They roll out of the shop driving W990s. All the crash scenes they use T680s then go back to W990s. This movie was driving me crazy,” said one commenter on the post.

They kept switching from. Back and forth from a W990 a t680 during same scene, I knew it would be stupid as hell just like almost every other truck movie or show ever made but this was really bad,” another said.

Other commenters pointed out unrealistic or inaccurate moments involving fueling and chaining up.

And in one frame there were bare tires, the next, one set of drives AND the steers were chained,” one commenter noticed.

They have chains on, then they’re gone going up a steep grade from a complete stop. Putting fuel in the tank with a can that would have never been able to tilt enough to get a drop out. Upright a trailer and it stops perfectly in the vertical position when in reality it would have flopped right over on the other side. Not a drop of fuel or oil spilled while it was layed over,” a user noticed.

How about when they’re running on the ice Road less than one car length apart, don’t get me wrong I’ve never done it but watching the documentaries every time I seen it the trucks were always a quarter mile apart. Also when he pulled the container out of the side of an avalanche uphill with no snow chains on at all,” said one commenter.

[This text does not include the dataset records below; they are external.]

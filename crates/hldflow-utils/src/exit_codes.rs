//! Exit code constants for the hldflow CLI.
//!
//! | Code | Constant | Description |
//! |------|----------|-------------|
//! | 0 | `SUCCESS` | Every stage completed |
//! | 1 | `INTERNAL` | General/internal failure |
//! | 2 | `CLI_ARGS` | Invalid CLI arguments or configuration |
//! | 3 | `INPUT` | Source document missing or unusable |
//! | 4 | `DEGRADED` | Run finished with non-critical stage failures |
//! | 5 | `ABORTED` | Run stopped after a critical stage failure |
//! | 10 | `RUN_TIMEOUT` | Run deadline expired while a stage was running |

/// Exit codes matching the documented exit code table.
///
/// ```rust
/// use hldflow_utils::exit_codes::ExitCode;
///
/// assert_eq!(ExitCode::SUCCESS.as_i32(), 0);
/// assert_eq!(ExitCode::from_i32(5), ExitCode::ABORTED);
/// ```
#[derive(Debug, Clone, Copy, PartialEq, Eq)]
pub struct ExitCode(i32);

impl ExitCode {
    /// Success - every stage completed
    pub const SUCCESS: ExitCode = ExitCode(0);

    /// Internal error - unexpected failure
    pub const INTERNAL: ExitCode = ExitCode(1);

    /// CLI arguments error - invalid flags or configuration
    pub const CLI_ARGS: ExitCode = ExitCode(2);

    /// Input error - the requirement document cannot be used
    pub const INPUT: ExitCode = ExitCode(3);

    /// Degraded - non-critical stages failed, the run still finished
    pub const DEGRADED: ExitCode = ExitCode(4);

    /// Aborted - a critical stage failed
    pub const ABORTED: ExitCode = ExitCode(5);

    /// Run timeout - the run deadline expired mid-stage
    pub const RUN_TIMEOUT: ExitCode = ExitCode(10);

    /// Create an `ExitCode` from a raw integer value.
    #[must_use]
    pub const fn from_i32(code: i32) -> Self {
        ExitCode(code)
    }

    /// Get the numeric value for `std::process::exit()`.
    #[must_use]
    pub const fn as_i32(self) -> i32 {
        self.0
    }

    /// Whether this code signals success.
    #[must_use]
    pub const fn is_success(self) -> bool {
        self.0 == 0
    }
}

impl From<ExitCode> for i32 {
    fn from(code: ExitCode) -> i32 {
        code.0
    }
}

impl std::fmt::Display for ExitCode {
    fn fmt(&self, f: &mut std::fmt::Formatter<'_>) -> std::fmt::Result {
        write!(f, "{}", self.0)
    }
}
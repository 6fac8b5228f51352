//! Built-in stage implementations and the default pipeline.

mod command;
mod dry_run;
mod pipeline;

pub use command::{CREDENTIAL_ENV_VAR, CommandStage, resolve_program};
pub use dry_run::DryRunStage;
pub use pipeline::{
    AUTH_INTEGRATIONS, BEHAVIOR_QUALITY, DIAGRAM_GENERATION, DOMAIN_API_DESIGN, OUTPUT_COMPOSITION,
    PDF_EXTRACTION, command_registry, default_credential_env, default_descriptors,
    dry_run_registry,
};
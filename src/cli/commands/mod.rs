//! CLI command implementations (facade).
//!
//! This module re-exports the command surface used by `run.rs`.
//! Implementations live in `commands/*`.

mod common;
mod json_emit;
mod resume;
mod run;
mod stages;
mod status;

pub use resume::{ResumeRequest, execute_resume_command};
pub use run::execute_run_command;
pub use stages::execute_stages_command;
pub use status::execute_status_command;
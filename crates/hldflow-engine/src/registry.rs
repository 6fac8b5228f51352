//! Stage registry.

use std::collections::{HashMap, HashSet};
use std::sync::Arc;

use hldflow_stage_api::{CriticalityLookup, Stage, StageDescriptor};
use hldflow_utils::error::RegistryError;

/// All stages of a pipeline, in registration order.
#[derive(Clone, Default)]
pub struct StageRegistry {
    stages: Vec<Arc<dyn Stage>>,
    index: HashMap<String, usize>,
}

impl std::fmt::Debug for StageRegistry {
    fn fmt(&self, f: &mut std::fmt::Formatter<'_>) -> std::fmt::Result {
        f.debug_struct("StageRegistry")
            .field("stages", &self.names())
            .finish()
    }
}

impl StageRegistry {
    #[must_use]
    pub fn new() -> Self {
        Self::default()
    }

    /// Register a stage at the end of the order.
    ///
    /// # Errors
    ///
    /// [`RegistryError::DuplicateStage`] if the name is taken.
    pub fn register(&mut self, stage: impl Stage + 'static) -> Result<(), RegistryError> {
        self.register_arc(Arc::new(stage))
    }

    /// Register an already shared stage.
    ///
    /// # Errors
    ///
    /// [`RegistryError::DuplicateStage`] if the name is taken.
    pub fn register_arc(&mut self, stage: Arc<dyn Stage>) -> Result<(), RegistryError> {
        let name = stage.name().to_string();
        if self.index.contains_key(&name) {
            return Err(RegistryError::DuplicateStage { name });
        }
        self.index.insert(name, self.stages.len());
        self.stages.push(stage);
        Ok(())
    }

    /// # Errors
    ///
    /// [`RegistryError::UnknownStage`] if no stage has this name.
    pub fn get(&self, name: &str) -> Result<&Arc<dyn Stage>, RegistryError> {
        self.index
            .get(name)
            .map(|&i| &self.stages[i])
            .ok_or_else(|| RegistryError::UnknownStage {
                name: name.to_string(),
            })
    }

    /// Stages in registration order.
    pub fn all(&self) -> impl Iterator<Item = &Arc<dyn Stage>> {
        self.stages.iter()
    }

    pub fn descriptors(&self) -> impl Iterator<Item = &StageDescriptor> {
        self.stages.iter().map(|stage| stage.descriptor())
    }

    #[must_use]
    pub fn names(&self) -> Vec<&str> {
        self.stages.iter().map(|stage| stage.name()).collect()
    }

    /// # Errors
    ///
    /// [`RegistryError::UnknownStage`] if no stage has this name.
    pub fn dependencies_of(&self, name: &str) -> Result<&[String], RegistryError> {
        Ok(&self.get(name)?.descriptor().dependencies)
    }

    /// # Errors
    ///
    /// [`RegistryError::UnknownStage`] if no stage has this name.
    pub fn is_critical(&self, name: &str) -> Result<bool, RegistryError> {
        Ok(self.get(name)?.descriptor().critical)
    }

    /// Every stage that depends on `name`, directly or through other stages,
    /// in registration order.
    ///
    /// # Errors
    ///
    /// [`RegistryError::UnknownStage`] if no stage has this name.
    pub fn downstream_of(&self, name: &str) -> Result<Vec<&str>, RegistryError> {
        self.get(name)?;
        let mut reached: HashSet<&str> = HashSet::from([name]);
        // Dependencies may point at later stages, so sweep until nothing changes.
        loop {
            let before = reached.len();
            for descriptor in self.descriptors() {
                if descriptor
                    .dependencies
                    .iter()
                    .any(|dependency| reached.contains(dependency.as_str()))
                {
                    reached.insert(descriptor.name.as_str());
                }
            }
            if reached.len() == before {
                break;
            }
        }
        Ok(self
            .names()
            .into_iter()
            .filter(|stage| *stage != name && reached.contains(stage))
            .collect())
    }

    /// Registration position of a stage.
    #[must_use]
    pub fn position(&self, name: &str) -> Option<usize> {
        self.index.get(name).copied()
    }

    #[must_use]
    pub fn contains(&self, name: &str) -> bool {
        self.index.contains_key(name)
    }

    #[must_use]
    pub fn len(&self) -> usize {
        self.stages.len()
    }

    #[must_use]
    pub fn is_empty(&self) -> bool {
        self.stages.is_empty()
    }

    /// Check that every declared dependency names another registered stage.
    ///
    /// # Errors
    ///
    /// The first offending dependency, in registration order.
    pub fn validate(&self) -> Result<(), RegistryError> {
        for descriptor in self.descriptors() {
            for dependency in &descriptor.dependencies {
                if *dependency == descriptor.name {
                    return Err(RegistryError::SelfDependency {
                        stage: descriptor.name.clone(),
                    });
                }
                if !self.contains(dependency) {
                    return Err(RegistryError::UnknownDependency {
                        stage: descriptor.name.clone(),
                        dependency: dependency.clone(),
                    });
                }
            }
        }
        Ok(())
    }
}

/// Unknown stages count as non-critical.
impl CriticalityLookup for StageRegistry {
    fn is_critical(&self, stage: &str) -> bool {
        self.index
            .get(stage)
            .is_some_and(|&i| self.stages[i].descriptor().critical)
    }
}
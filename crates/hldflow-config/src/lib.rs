//! Configuration management for hldflow
//!
//! Hierarchical configuration with discovery and precedence:
//! CLI > file > defaults. The TOML file has `[pipeline]`, `[render]`,
//! `[analyzer]`, `[credentials]`, and `[logging]` sections.

mod builder;
mod cli_args;
mod discovery;
mod model;
mod sources;
mod validation;

pub use builder::ConfigBuilder;
pub use cli_args::CliArgs;
pub use hldflow_utils::types::ConfigSource;
pub use model::*;
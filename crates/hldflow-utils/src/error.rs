//! Error taxonomy for hldflow.
//!
//! Stage failures are *not* represented here: they are recorded in the
//! pipeline state and never raised. The types in this module describe
//! infrastructure failures, the ones that prevent a run from being driven
//! at all (bad input, an invalid stage graph, an illegal status transition,
//! configuration problems).

use std::fmt;
use std::path::PathBuf;
use thiserror::Error;

use crate::exit_codes::ExitCode;
use crate::identity::IdentityError;
use crate::types::StageStatus;

/// Trait for errors that can be presented to a person at a terminal.
pub trait UserFriendlyError {
    /// Get a user-friendly error message
    fn user_message(&self) -> String;

    /// Get contextual information about the error
    fn context(&self) -> Option<String>;

    /// Get suggested actions to resolve the error
    fn suggestions(&self) -> Vec<String>;

    /// Get the error category for grouping similar errors
    fn category(&self) -> ErrorCategory;
}

/// Categories of errors for better organization and handling
#[derive(Debug, Clone, Copy, PartialEq, Eq)]
pub enum ErrorCategory {
    Configuration,
    Input,
    StageGraph,
    StateTransition,
    FileSystem,
    Timeout,
}

impl fmt::Display for ErrorCategory {
    fn fmt(&self, f: &mut fmt::Formatter<'_>) -> fmt::Result {
        match self {
            Self::Configuration => write!(f, "Configuration"),
            Self::Input => write!(f, "Input"),
            Self::StageGraph => write!(f, "Stage Graph"),
            Self::StateTransition => write!(f, "State Transition"),
            Self::FileSystem => write!(f, "File System"),
            Self::Timeout => write!(f, "Timeout"),
        }
    }
}

/// Configuration-related errors
#[derive(Error, Debug)]
pub enum ConfigError {
    #[error("Invalid configuration file: {0}")]
    InvalidFile(String),

    #[error("Invalid configuration value for {key}: {value}")]
    InvalidValue { key: String, value: String },

    #[error("Configuration file not found at {path}")]
    NotFound { path: String },

    #[error("Configuration discovery failed: {reason}")]
    DiscoveryFailed { reason: String },
}

impl UserFriendlyError for ConfigError {
    fn user_message(&self) -> String {
        match self {
            Self::InvalidFile(reason) => {
                format!("Configuration file has invalid format: {reason}")
            }
            Self::InvalidValue { key, value } => {
                format!("Configuration value for '{key}' is invalid: {value}")
            }
            Self::NotFound { path } => format!("Configuration file not found: {path}"),
            Self::DiscoveryFailed { reason } => {
                format!("Could not locate configuration: {reason}")
            }
        }
    }

    fn context(&self) -> Option<String> {
        Some(
            "Configuration is loaded with precedence CLI flags > .hldflow/config.toml > defaults."
                .to_string(),
        )
    }

    fn suggestions(&self) -> Vec<String> {
        match self {
            Self::InvalidFile(_) => vec![
                "Check the TOML syntax of .hldflow/config.toml".to_string(),
                "Valid sections: [pipeline], [render], [analyzer], [credentials], [logging]"
                    .to_string(),
            ],
            Self::InvalidValue { key, .. } => vec![
                format!("Fix the value of '{key}' in the config file or on the command line"),
                "Run 'hldflow stages' to list valid stage names".to_string(),
            ],
            Self::NotFound { .. } => vec![
                "Check the path passed to --config".to_string(),
                "Omit --config to use discovery".to_string(),
            ],
            Self::DiscoveryFailed { .. } => {
                vec!["Pass an explicit config file with --config".to_string()]
            }
        }
    }

    fn category(&self) -> ErrorCategory {
        ErrorCategory::Configuration
    }
}

/// Errors raised while building or validating a stage registry.
#[derive(Error, Debug, Clone, PartialEq, Eq)]
pub enum RegistryError {
    #[error("Stage '{name}' is already registered")]
    DuplicateStage { name: String },

    #[error("Stage '{name}' is not registered")]
    UnknownStage { name: String },

    #[error("Stage '{stage}' depends on unregistered stage '{dependency}'")]
    UnknownDependency { stage: String, dependency: String },

    #[error("Stage '{stage}' depends on itself")]
    SelfDependency { stage: String },
}

impl UserFriendlyError for RegistryError {
    fn user_message(&self) -> String {
        self.to_string()
    }

    fn context(&self) -> Option<String> {
        Some("Stage names are unique and every declared dependency must name a registered stage.".to_string())
    }

    fn suggestions(&self) -> Vec<String> {
        match self {
            Self::DuplicateStage { .. } => {
                vec!["Give each stage a distinct name before registering it".to_string()]
            }
            Self::UnknownStage { .. } | Self::UnknownDependency { .. } => vec![
                "Register the dependency before building the execution graph".to_string(),
                "Run 'hldflow stages' to list registered stage names".to_string(),
            ],
            Self::SelfDependency { .. } => {
                vec!["Remove the stage from its own dependency list".to_string()]
            }
        }
    }

    fn category(&self) -> ErrorCategory {
        ErrorCategory::StageGraph
    }
}

/// Errors raised while planning or traversing the execution graph.
#[derive(Error, Debug, Clone, PartialEq, Eq)]
pub enum GraphError {
    #[error("Dependency cycle detected among stages: {}", stages.join(", "))]
    Cycle { stages: Vec<String> },

    #[error("Stage '{stage}' is registered before its dependency '{dependency}'")]
    OrderViolation { stage: String, dependency: String },

    #[error("No runnable stage while {} remain pending", pending.join(", "))]
    Stalled { pending: Vec<String> },

    #[error("Pipeline has no registered stages")]
    EmptyPipeline,

    #[error(transparent)]
    Registry(#[from] RegistryError),
}

impl UserFriendlyError for GraphError {
    fn user_message(&self) -> String {
        match self {
            Self::Registry(inner) => inner.user_message(),
            other => other.to_string(),
        }
    }

    fn context(&self) -> Option<String> {
        match self {
            Self::OrderViolation { .. } => Some(
                "Sequential strategies traverse stages in registration order, so dependencies must be registered first."
                    .to_string(),
            ),
            Self::Stalled { .. } => Some(
                "The conditional strategy could neither run nor skip any pending stage."
                    .to_string(),
            ),
            Self::Registry(inner) => inner.context(),
            _ => Some("Stages and their declared dependencies must form a DAG.".to_string()),
        }
    }

    fn suggestions(&self) -> Vec<String> {
        match self {
            Self::Cycle { .. } => vec!["Break the cycle by removing one dependency".to_string()],
            Self::OrderViolation { .. } => vec![
                "Register the dependency earlier".to_string(),
                "Use the conditional strategy, which follows dependencies instead of order"
                    .to_string(),
            ],
            Self::Stalled { .. } => vec![
                "Inspect the state file with 'hldflow status'".to_string(),
                "Reset stages left in 'running' with 'hldflow resume --reset <stage>'".to_string(),
            ],
            Self::EmptyPipeline => vec!["Register at least one stage".to_string()],
            Self::Registry(inner) => inner.suggestions(),
        }
    }

    fn category(&self) -> ErrorCategory {
        ErrorCategory::StageGraph
    }
}

/// Illegal operations on pipeline state.
#[derive(Error, Debug, Clone, PartialEq, Eq)]
pub enum StateError {
    #[error("Invalid status transition for stage '{stage}': {from} -> {to}")]
    InvalidTransition {
        stage: String,
        from: StageStatus,
        to: StageStatus,
    },

    #[error("Stage '{stage}' has no entry in the pipeline state")]
    UnknownStage { stage: String },

    #[error("Stage '{stage}' cannot be retried from status {status}")]
    NotRetryable { stage: String, status: StageStatus },

    #[error("Stage '{stage}' was left running by an interrupted run")]
    LeftRunning { stage: String },
}

impl UserFriendlyError for StateError {
    fn user_message(&self) -> String {
        self.to_string()
    }

    fn context(&self) -> Option<String> {
        Some(
            "Stages move pending -> running -> completed|failed, or pending -> skipped. Failed stages only re-run after an explicit reset or retry request."
                .to_string(),
        )
    }

    fn suggestions(&self) -> Vec<String> {
        match self {
            Self::InvalidTransition { stage, .. } => {
                vec![format!("Reset the stage first: hldflow resume --reset {stage}")]
            }
            Self::UnknownStage { .. } => {
                vec!["Check the stage name against 'hldflow stages'".to_string()]
            }
            Self::NotRetryable { .. } => {
                vec!["Only failed stages can be retried; use --reset for other statuses".to_string()]
            }
            Self::LeftRunning { stage } => vec![
                format!("Reset the stage before resuming: hldflow resume --reset {stage}"),
            ],
        }
    }

    fn category(&self) -> ErrorCategory {
        ErrorCategory::StateTransition
    }
}

/// Problems with the source document handed to a run.
#[derive(Error, Debug)]
pub enum InputError {
    #[error("Input file must be a PDF: {path}")]
    NotPdf { path: PathBuf },

    #[error("Input file does not exist: {path}")]
    NotFound { path: PathBuf },

    #[error("Cannot derive a run identity from {path}")]
    NoFileStem { path: PathBuf },

    #[error("Invalid run identity: {0}")]
    Identity(#[from] IdentityError),
}

impl UserFriendlyError for InputError {
    fn user_message(&self) -> String {
        self.to_string()
    }

    fn context(&self) -> Option<String> {
        Some("The run identity is derived from the requirement document's file name.".to_string())
    }

    fn suggestions(&self) -> Vec<String> {
        match self {
            Self::NotPdf { .. } => vec!["Pass a requirement document ending in .pdf".to_string()],
            Self::NotFound { .. } => vec!["Check the path and working directory".to_string()],
            Self::NoFileStem { .. } | Self::Identity(_) => vec![
                "Rename the document so its name contains letters or digits".to_string(),
            ],
        }
    }

    fn category(&self) -> ErrorCategory {
        ErrorCategory::Input
    }
}

/// Top-level infrastructure error.
#[derive(Error, Debug)]
pub enum HldError {
    #[error("Configuration error: {0}")]
    Config(#[from] ConfigError),

    #[error("Stage registry error: {0}")]
    Registry(#[from] RegistryError),

    #[error("Execution graph error: {0}")]
    Graph(#[from] GraphError),

    #[error("Pipeline state error: {0}")]
    State(#[from] StateError),

    #[error("Input error: {0}")]
    Input(#[from] InputError),

    #[error("Failed to persist state at {path}: {reason}")]
    Persistence { path: String, reason: String },

    #[error("I/O error: {0}")]
    Io(#[from] std::io::Error),
}

impl UserFriendlyError for HldError {
    fn user_message(&self) -> String {
        match self {
            Self::Config(e) => e.user_message(),
            Self::Registry(e) => e.user_message(),
            Self::Graph(e) => e.user_message(),
            Self::State(e) => e.user_message(),
            Self::Input(e) => e.user_message(),
            Self::Persistence { path, reason } => {
                format!("Could not read or write the state file {path}: {reason}")
            }
            Self::Io(e) => format!("File system operation failed: {e}"),
        }
    }

    fn context(&self) -> Option<String> {
        match self {
            Self::Config(e) => e.context(),
            Self::Registry(e) => e.context(),
            Self::Graph(e) => e.context(),
            Self::State(e) => e.context(),
            Self::Input(e) => e.context(),
            Self::Persistence { .. } => {
                Some("State files are canonical JSON written atomically.".to_string())
            }
            Self::Io(_) => None,
        }
    }

    fn suggestions(&self) -> Vec<String> {
        match self {
            Self::Config(e) => e.suggestions(),
            Self::Registry(e) => e.suggestions(),
            Self::Graph(e) => e.suggestions(),
            Self::State(e) => e.suggestions(),
            Self::Input(e) => e.suggestions(),
            Self::Persistence { .. } => vec![
                "Check that the directory exists and is writable".to_string(),
                "Check that the file was produced by 'hldflow run --state-out'".to_string(),
            ],
            Self::Io(_) => vec!["Check file permissions and available disk space".to_string()],
        }
    }

    fn category(&self) -> ErrorCategory {
        match self {
            Self::Config(e) => e.category(),
            Self::Registry(e) => e.category(),
            Self::Graph(e) => e.category(),
            Self::State(e) => e.category(),
            Self::Input(e) => e.category(),
            Self::Persistence { .. } | Self::Io(_) => ErrorCategory::FileSystem,
        }
    }
}

impl HldError {
    /// Format the message, context, and suggestions for terminal output.
    ///
    /// ```text
    /// Error: <user message>
    ///
    /// Context: <context if available>
    ///
    /// Suggestions:
    ///   • <suggestion 1>
    /// ```
    #[must_use]
    pub fn display_for_user(&self) -> String {
        render_for_user(self)
    }

    /// Map this error to the CLI exit code.
    #[must_use]
    pub fn to_exit_code(&self) -> ExitCode {
        match self {
            Self::Config(_) => ExitCode::CLI_ARGS,
            Self::Input(_) => ExitCode::INPUT,
            Self::State(
                StateError::InvalidTransition { .. }
                | StateError::NotRetryable { .. }
                | StateError::LeftRunning { .. },
            ) => ExitCode::CLI_ARGS,
            _ => ExitCode::INTERNAL,
        }
    }
}

/// Shared renderer for any [`UserFriendlyError`].
#[must_use]
pub fn render_for_user<E: UserFriendlyError + ?Sized>(err: &E) -> String {
    let mut output = format!("Error: {}\n", err.user_message());

    if let Some(ctx) = err.context() {
        output.push_str(&format!("\nContext: {ctx}\n"));
    }

    let suggestions = err.suggestions();
    if !suggestions.is_empty() {
        output.push_str("\nSuggestions:\n");
        for suggestion in suggestions {
            output.push_str(&format!("  • {suggestion}\n"));
        }
    }

    output
}
//! Credential lookup injected into stages at construction.
//!
//! Each stage asks for its own credential by name; there is no shared
//! mutable "current key".

use std::collections::{BTreeMap, HashMap};
use std::fmt;
use std::sync::Arc;

/// A secret handed to a stage. `Debug` never prints the value.
#[derive(Clone, PartialEq, Eq)]
pub struct Credential(String);

impl Credential {
    pub fn new(secret: impl Into<String>) -> Self {
        Self(secret.into())
    }

    /// The secret itself. Avoid logging it.
    #[must_use]
    pub fn expose(&self) -> &str {
        &self.0
    }
}

impl fmt::Debug for Credential {
    fn fmt(&self, f: &mut fmt::Formatter<'_>) -> fmt::Result {
        f.write_str("Credential(***)")
    }
}

pub trait CredentialProvider: Send + Sync {
    /// Credential for `stage`, if one is configured.
    fn credential_for(&self, stage: &str) -> Option<Credential>;
}

type EnvLookup = Arc<dyn Fn(&str) -> Option<String> + Send + Sync>;

/// Reads credentials from environment variables.
///
/// A stage mapped to its own variable uses that variable when it is set and
/// non-empty; otherwise the fallback variable is consulted.
#[derive(Clone)]
pub struct EnvCredentialProvider {
    stage_vars: BTreeMap<String, String>,
    fallback: Option<String>,
    lookup: EnvLookup,
}

impl EnvCredentialProvider {
    /// Provider backed by the process environment.
    pub fn new(stage_vars: BTreeMap<String, String>, fallback: Option<String>) -> Self {
        Self::with_lookup(stage_vars, fallback, |name| std::env::var(name).ok())
    }

    /// Provider backed by a custom variable lookup.
    pub fn with_lookup<F>(
        stage_vars: BTreeMap<String, String>,
        fallback: Option<String>,
        lookup: F,
    ) -> Self
    where
        F: Fn(&str) -> Option<String> + Send + Sync + 'static,
    {
        Self {
            stage_vars,
            fallback,
            lookup: Arc::new(lookup),
        }
    }

    /// Variable consulted first for `stage`.
    #[must_use]
    pub fn variable_for(&self, stage: &str) -> Option<&str> {
        self.stage_vars
            .get(stage)
            .map(String::as_str)
            .or(self.fallback.as_deref())
    }

    fn read(&self, name: &str) -> Option<Credential> {
        (self.lookup)(name)
            .filter(|value| !value.trim().is_empty())
            .map(Credential)
    }
}

impl fmt::Debug for EnvCredentialProvider {
    fn fmt(&self, f: &mut fmt::Formatter<'_>) -> fmt::Result {
        f.debug_struct("EnvCredentialProvider")
            .field("stage_vars", &self.stage_vars)
            .field("fallback", &self.fallback)
            .finish_non_exhaustive()
    }
}

impl CredentialProvider for EnvCredentialProvider {
    fn credential_for(&self, stage: &str) -> Option<Credential> {
        self.stage_vars
            .get(stage)
            .and_then(|name| self.read(name))
            .or_else(|| self.fallback.as_deref().and_then(|name| self.read(name)))
    }
}

/// Fixed credentials, mainly for tests and embedding.
#[derive(Debug, Clone, Default)]
pub struct StaticCredentialProvider {
    per_stage: HashMap<String, Credential>,
    default: Option<Credential>,
}

impl StaticCredentialProvider {
    pub fn new() -> Self {
        Self::default()
    }

    #[must_use]
    pub fn with_stage(mut self, stage: impl Into<String>, secret: impl Into<String>) -> Self {
        self.per_stage.insert(stage.into(), Credential::new(secret));
        self
    }

    #[must_use]
    pub fn with_default(mut self, secret: impl Into<String>) -> Self {
        self.default = Some(Credential::new(secret));
        self
    }
}

impl CredentialProvider for StaticCredentialProvider {
    fn credential_for(&self, stage: &str) -> Option<Credential> {
        self.per_stage
            .get(stage)
            .or(self.default.as_ref())
            .cloned()
    }
}
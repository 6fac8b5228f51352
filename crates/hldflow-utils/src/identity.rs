//! Run identity sanitization.
//!
//! A run identity is derived from the requirement document's file stem and is
//! used in state file names and log fields, so it is restricted to
//! `[A-Za-z0-9._-]`.

use std::path::Path;

use unicode_normalization::UnicodeNormalization;

use crate::error::{ErrorCategory, UserFriendlyError};

/// Error type for identity validation failures
#[derive(Debug, Clone, PartialEq, Eq, thiserror::Error)]
pub enum IdentityError {
    #[error("Run identity is empty after sanitization")]
    Empty,

    #[error("Run identity contains only invalid characters")]
    OnlyInvalidCharacters,
}

impl UserFriendlyError for IdentityError {
    fn user_message(&self) -> String {
        match self {
            Self::Empty => "The run identity is empty".to_string(),
            Self::OnlyInvalidCharacters => {
                "The document name contains no letters, digits, dots, or dashes".to_string()
            }
        }
    }

    fn context(&self) -> Option<String> {
        Some("Only ASCII alphanumerics, dots, dashes, and underscores are kept; anything else becomes an underscore.".to_string())
    }

    fn suggestions(&self) -> Vec<String> {
        vec![
            "Rename the document, e.g. payments-requirements.pdf".to_string(),
        ]
    }

    fn category(&self) -> ErrorCategory {
        ErrorCategory::Input
    }
}

/// Sanitize a raw name into a run identity.
///
/// - Normalizes with NFKC so full-width and compatibility forms collapse to ASCII
/// - Replaces everything outside `[A-Za-z0-9._-]` with `_`
/// - Replaces `..` with `__`
///
/// ```
/// use hldflow_utils::identity::sanitize_identity;
///
/// assert_eq!(sanitize_identity("payments-v2").unwrap(), "payments-v2");
/// assert_eq!(sanitize_identity("Payments HLD").unwrap(), "Payments_HLD");
/// ```
///
/// # Errors
///
/// Returns [`IdentityError`] when nothing meaningful is left after sanitization.
pub fn sanitize_identity(raw: &str) -> Result<String, IdentityError> {
    let normalized: String = raw.nfkc().collect();

    let mut sanitized: String = normalized
        .chars()
        .map(|c| {
            if c.is_ascii_alphanumeric() || c == '.' || c == '_' || c == '-' {
                c
            } else {
                '_'
            }
        })
        .collect();

    while sanitized.contains("..") {
        sanitized = sanitized.replace("..", "__");
    }

    if sanitized.is_empty() {
        return Err(IdentityError::Empty);
    }

    let has_meaningful_content = sanitized
        .chars()
        .any(|c| c.is_ascii_alphanumeric() || c == '.' || c == '-');
    if !has_meaningful_content {
        return Err(IdentityError::OnlyInvalidCharacters);
    }

    if sanitized != raw {
        tracing::debug!(original = %raw, sanitized = %sanitized, "Run identity sanitized");
    }

    Ok(sanitized)
}

/// Derive a run identity from a document path (its file stem).
///
/// Returns `None` when the path has no file stem.
///
/// # Errors
///
/// Propagates [`IdentityError`] from [`sanitize_identity`].
pub fn identity_from_path(path: &Path) -> Result<Option<String>, IdentityError> {
    match path.file_stem().and_then(|s| s.to_str()) {
        Some(stem) => sanitize_identity(stem).map(Some),
        None => Ok(None),
    }
}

A lot of drivers had issues with the recovery of flipped trucks in the movie.

Let’s just flip these trucks back over and get back on the road lol. It’s just that easy on a sheet of ice,” one commenter joked.

Also I wanna know how after they flipped the trucks the red one specifically landing on the driver door how Liam’s mirror wasn’t effed up when he looked back at the black truck catching up afterwards,” one person remarked.

A few truckers popped into the comment section to remind everyone that it’s just a movie: “Good lord it’s just a movie you guys all on here griping about how it isn’t accurate or how “trucks can’t do that “ did you gripe when Batman beat Superman? Movies are for fun and 99.9 % of anything coming from Hollywood these days is bull crap can’t you just enjoy the ride and leave all your know it all opinions aside long enough to enjoy something??